+++ Data supplied +++

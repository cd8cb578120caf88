use core::borrow::{Borrow, BorrowMut};
use core::cmp::Ordering;
use core::fmt;
use core::hash::{Hash, Hasher};
use core::mem::ManuallyDrop;
use core::ops::{Index, IndexMut};
use core::slice::{self, SliceIndex};

use crate::relocate::Relocate;
use crate::{IntoIter, Vector};

// -----------------------------------------------------------------------------
// Default & Debug

impl<T, R> Default for Vector<T, R> {
    #[inline(always)]
    fn default() -> Self {
        Self::empty()
    }
}

impl<T: fmt::Debug, R> fmt::Debug for Vector<T, R> {
    fn fmt(&self, f: &mut fmt::Formatter<'_>) -> fmt::Result {
        fmt::Debug::fmt(self.as_slice(), f)
    }
}

// -----------------------------------------------------------------------------
// Index

impl<T, R, I: SliceIndex<[T]>> Index<I> for Vector<T, R> {
    type Output = I::Output;

    #[inline]
    #[track_caller]
    fn index(&self, index: I) -> &Self::Output {
        Index::index(self.as_slice(), index)
    }
}

impl<T, R, I: SliceIndex<[T]>> IndexMut<I> for Vector<T, R> {
    #[inline]
    #[track_caller]
    fn index_mut(&mut self, index: I) -> &mut Self::Output {
        IndexMut::index_mut(self.as_mut_slice(), index)
    }
}

// -----------------------------------------------------------------------------
// Borrow

impl<T, R> AsRef<[T]> for Vector<T, R> {
    #[inline(always)]
    fn as_ref(&self) -> &[T] {
        self.as_slice()
    }
}

impl<T, R> AsMut<[T]> for Vector<T, R> {
    #[inline(always)]
    fn as_mut(&mut self) -> &mut [T] {
        self.as_mut_slice()
    }
}

impl<T, R> Borrow<[T]> for Vector<T, R> {
    #[inline(always)]
    fn borrow(&self) -> &[T] {
        self.as_slice()
    }
}

impl<T, R> BorrowMut<[T]> for Vector<T, R> {
    #[inline(always)]
    fn borrow_mut(&mut self) -> &mut [T] {
        self.as_mut_slice()
    }
}

// -----------------------------------------------------------------------------
// Comparison

impl<T, U, R1, R2> PartialEq<Vector<U, R2>> for Vector<T, R1>
where
    T: PartialEq<U>,
{
    #[inline]
    fn eq(&self, other: &Vector<U, R2>) -> bool {
        self.as_slice() == other.as_slice()
    }
}

impl<T: Eq, R> Eq for Vector<T, R> {}

impl<T, U, R> PartialEq<[U]> for Vector<T, R>
where
    T: PartialEq<U>,
{
    #[inline]
    fn eq(&self, other: &[U]) -> bool {
        self.as_slice() == other
    }
}

impl<T, U, R> PartialEq<&[U]> for Vector<T, R>
where
    T: PartialEq<U>,
{
    #[inline]
    fn eq(&self, other: &&[U]) -> bool {
        self.as_slice() == *other
    }
}

impl<T, U, R, const N: usize> PartialEq<[U; N]> for Vector<T, R>
where
    T: PartialEq<U>,
{
    #[inline]
    fn eq(&self, other: &[U; N]) -> bool {
        self.as_slice() == other
    }
}

impl<T, U, R, const N: usize> PartialEq<&[U; N]> for Vector<T, R>
where
    T: PartialEq<U>,
{
    #[inline]
    fn eq(&self, other: &&[U; N]) -> bool {
        self.as_slice() == *other
    }
}

impl<T: PartialOrd, R> PartialOrd for Vector<T, R> {
    #[inline]
    fn partial_cmp(&self, other: &Self) -> Option<Ordering> {
        self.as_slice().partial_cmp(other.as_slice())
    }
}

impl<T: Ord, R> Ord for Vector<T, R> {
    #[inline]
    fn cmp(&self, other: &Self) -> Ordering {
        self.as_slice().cmp(other.as_slice())
    }
}

impl<T: Hash, R> Hash for Vector<T, R> {
    #[inline]
    fn hash<H: Hasher>(&self, state: &mut H) {
        self.as_slice().hash(state);
    }
}

// -----------------------------------------------------------------------------
// Iteration

impl<T, R> IntoIterator for Vector<T, R> {
    type Item = T;
    type IntoIter = IntoIter<T>;

    #[inline]
    fn into_iter(self) -> Self::IntoIter {
        let mut this = ManuallyDrop::new(self);
        let (buf, len) = this.take_block();
        // SAFETY: the values were moved out of `this`, which is never dropped.
        unsafe { IntoIter::new(buf, len) }
    }
}

impl<'a, T, R> IntoIterator for &'a Vector<T, R> {
    type Item = &'a T;
    type IntoIter = slice::Iter<'a, T>;

    #[inline]
    fn into_iter(self) -> Self::IntoIter {
        self.iter()
    }
}

impl<'a, T, R> IntoIterator for &'a mut Vector<T, R> {
    type Item = &'a mut T;
    type IntoIter = slice::IterMut<'a, T>;

    #[inline]
    fn into_iter(self) -> Self::IntoIter {
        self.iter_mut()
    }
}

impl<T, R: Relocate<T>> Extend<T> for Vector<T, R> {
    fn extend<I: IntoIterator<Item = T>>(&mut self, iter: I) {
        let iter = iter.into_iter();
        let (lower, _) = iter.size_hint();
        self.reserve(self.len().saturating_add(lower));
        iter.for_each(|value| self.push(value));
    }
}

impl<'a, T: Copy + 'a, R: Relocate<T>> Extend<&'a T> for Vector<T, R> {
    fn extend<I: IntoIterator<Item = &'a T>>(&mut self, iter: I) {
        self.extend(iter.into_iter().copied());
    }
}

impl<T, R: Relocate<T>> FromIterator<T> for Vector<T, R> {
    #[inline]
    fn from_iter<I: IntoIterator<Item = T>>(iter: I) -> Self {
        let mut vector = Self::empty();
        vector.extend(iter);
        vector
    }
}

// -----------------------------------------------------------------------------
// Conversion

impl<T: Clone, R: Relocate<T>> From<&[T]> for Vector<T, R> {
    #[inline]
    fn from(slice: &[T]) -> Self {
        slice.iter().cloned().collect()
    }
}

impl<T: Clone, R: Relocate<T>> From<&mut [T]> for Vector<T, R> {
    #[inline]
    fn from(slice: &mut [T]) -> Self {
        slice.iter().cloned().collect()
    }
}

impl<T, R: Relocate<T>, const N: usize> From<[T; N]> for Vector<T, R> {
    #[inline]
    fn from(array: [T; N]) -> Self {
        array.into_iter().collect()
    }
}

// -----------------------------------------------------------------------------
// Tests

#[cfg(test)]
mod tests {
    use crate::{Cloned, Vector, vector};
    use alloc::format;
    use alloc::string::String;
    use core::hash::BuildHasher;
    use std::collections::hash_map::RandomState;

    #[test]
    fn debug_as_list() {
        let v = vector![1, 2, 3];
        assert_eq!(format!("{v:?}"), "[1, 2, 3]");

        let v: Vector<String> = Vector::new();
        assert_eq!(format!("{v:?}"), "[]");
    }

    #[test]
    fn compare() {
        let a = vector![1, 2, 3];
        let b: Vector<i32, Cloned> = [1, 2, 3].into();
        assert_eq!(a, b);
        assert_eq!(a, [1, 2, 3]);
        assert_eq!(a, &[1, 2, 3][..]);
        assert!(a < vector![1, 2, 4]);
        assert!(vector![0; 4] > vector![0; 3]);

        let state = RandomState::new();
        assert_eq!(state.hash_one(&a), state.hash_one([1, 2, 3].as_slice()));
    }

    #[test]
    fn ranges() {
        let mut v = vector![0, 1, 2, 3, 4];
        assert_eq!(v[1..3], [1, 2]);
        v[3..].fill(9);
        assert_eq!(v, [0, 1, 2, 9, 9]);
    }

    #[test]
    fn extend_and_collect() {
        let mut v: Vector<u8> = (0..3).collect();
        assert_eq!(v.capacity(), 3);

        v.extend([3, 4]);
        v.extend(&[5, 6]);
        assert_eq!(v, [0, 1, 2, 3, 4, 5, 6]);

        let v = Vector::<char>::from(&['a', 'b'][..]);
        assert_eq!(v, ['a', 'b']);

        let v: Vector<String> = Vector::from([String::from("x")]);
        assert_eq!(v.len(), 1);
    }
}
use core::ops::Range;
use core::ptr;

use vc_raw::RawMemory;

// -----------------------------------------------------------------------------
// Staging

/// A block under construction during reallocation.
///
/// Tracks the contiguous range of slots that already hold live values.
/// If the reallocation unwinds before [`commit`](Self::commit), those values
/// are dropped and the block is released, leaving the old block untouched.
pub(crate) struct Staging<T> {
    block: RawMemory<T>,
    live: Range<usize>,
}

impl<T> Drop for Staging<T> {
    #[cold]
    fn drop(&mut self) {
        if self.live.is_empty() {
            return;
        }

        log::warn!(
            "reallocation of {} slots interrupted, dropping {} staged values",
            self.block.capacity(),
            self.live.len(),
        );

        // SAFETY: `live` only covers written slots of `block`.
        unsafe {
            let first = self.block.offset_mut(self.live.start);
            ptr::drop_in_place(ptr::slice_from_raw_parts_mut(first, self.live.len()));
        }
    }
}

impl<T> Staging<T> {
    #[inline(always)]
    pub const fn new(block: RawMemory<T>) -> Self {
        Self { block, live: 0..0 }
    }

    /// Returns a pointer to slot `index` of the staged block.
    ///
    /// # Safety
    /// - `index` must be within `0..=capacity`
    #[inline(always)]
    pub unsafe fn slot(&mut self, index: usize) -> *mut T {
        unsafe { self.block.offset_mut(index) }
    }

    /// Writes `value` into the empty staging block at `index`.
    ///
    /// # Safety
    /// - `index` must be within `0..capacity`
    /// - No slot may be live yet
    #[inline]
    pub unsafe fn seed(&mut self, index: usize, value: T) {
        debug_assert!(self.live.is_empty());
        unsafe {
            self.slot(index).write(value);
        }
        self.live = index..index + 1;
    }

    /// Marks `count` more slots before the live range as initialized.
    ///
    /// # Safety
    /// - The `count` slots before `live.start` must have been written
    #[inline(always)]
    pub unsafe fn grow_front(&mut self, count: usize) {
        self.live.start -= count;
    }

    /// Marks `count` more slots after the live range as initialized.
    ///
    /// # Safety
    /// - The `count` slots from `live.end` must have been written
    #[inline(always)]
    pub unsafe fn grow_back(&mut self, count: usize) {
        self.live.end += count;
    }

    /// Hands out the finished block, the staged values become owned by the caller.
    #[inline]
    pub fn commit(mut self) -> RawMemory<T> {
        self.live = 0..0;
        self.block.take()
    }
}
use core::fmt;

use thiserror::Error;
use vc_raw::AllocError;

// -----------------------------------------------------------------------------
// Error

/// Returned by [`try_push`](crate::Vector::try_push) and
/// [`try_insert`](crate::Vector::try_insert) when the vector cannot grow.
///
/// The vector is unchanged and the rejected value is handed back.
#[derive(Error)]
#[error("cannot insert value: {source}")]
pub struct TryInsertError<T> {
    value: T,
    source: AllocError,
}

impl<T> TryInsertError<T> {
    #[inline]
    pub(crate) const fn new(value: T, source: AllocError) -> Self {
        Self { value, source }
    }

    /// Returns the allocation failure.
    #[inline]
    pub const fn alloc_error(&self) -> AllocError {
        self.source
    }

    /// Returns a reference to the rejected value.
    #[inline]
    pub const fn value(&self) -> &T {
        &self.value
    }

    /// Takes back the rejected value.
    #[inline]
    pub fn into_value(self) -> T {
        self.value
    }
}

impl<T> fmt::Debug for TryInsertError<T> {
    fn fmt(&self, f: &mut fmt::Formatter<'_>) -> fmt::Result {
        f.debug_struct("TryInsertError")
            .field("source", &self.source)
            .finish_non_exhaustive()
    }
}

// -----------------------------------------------------------------------------
// Tests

+++

Lines that contain "ManuallyDrop" are to be copied from the records above.

- **Exercise output**
use core::mem::ManuallyDrop;
        let mut this = ManuallyDrop::new(self);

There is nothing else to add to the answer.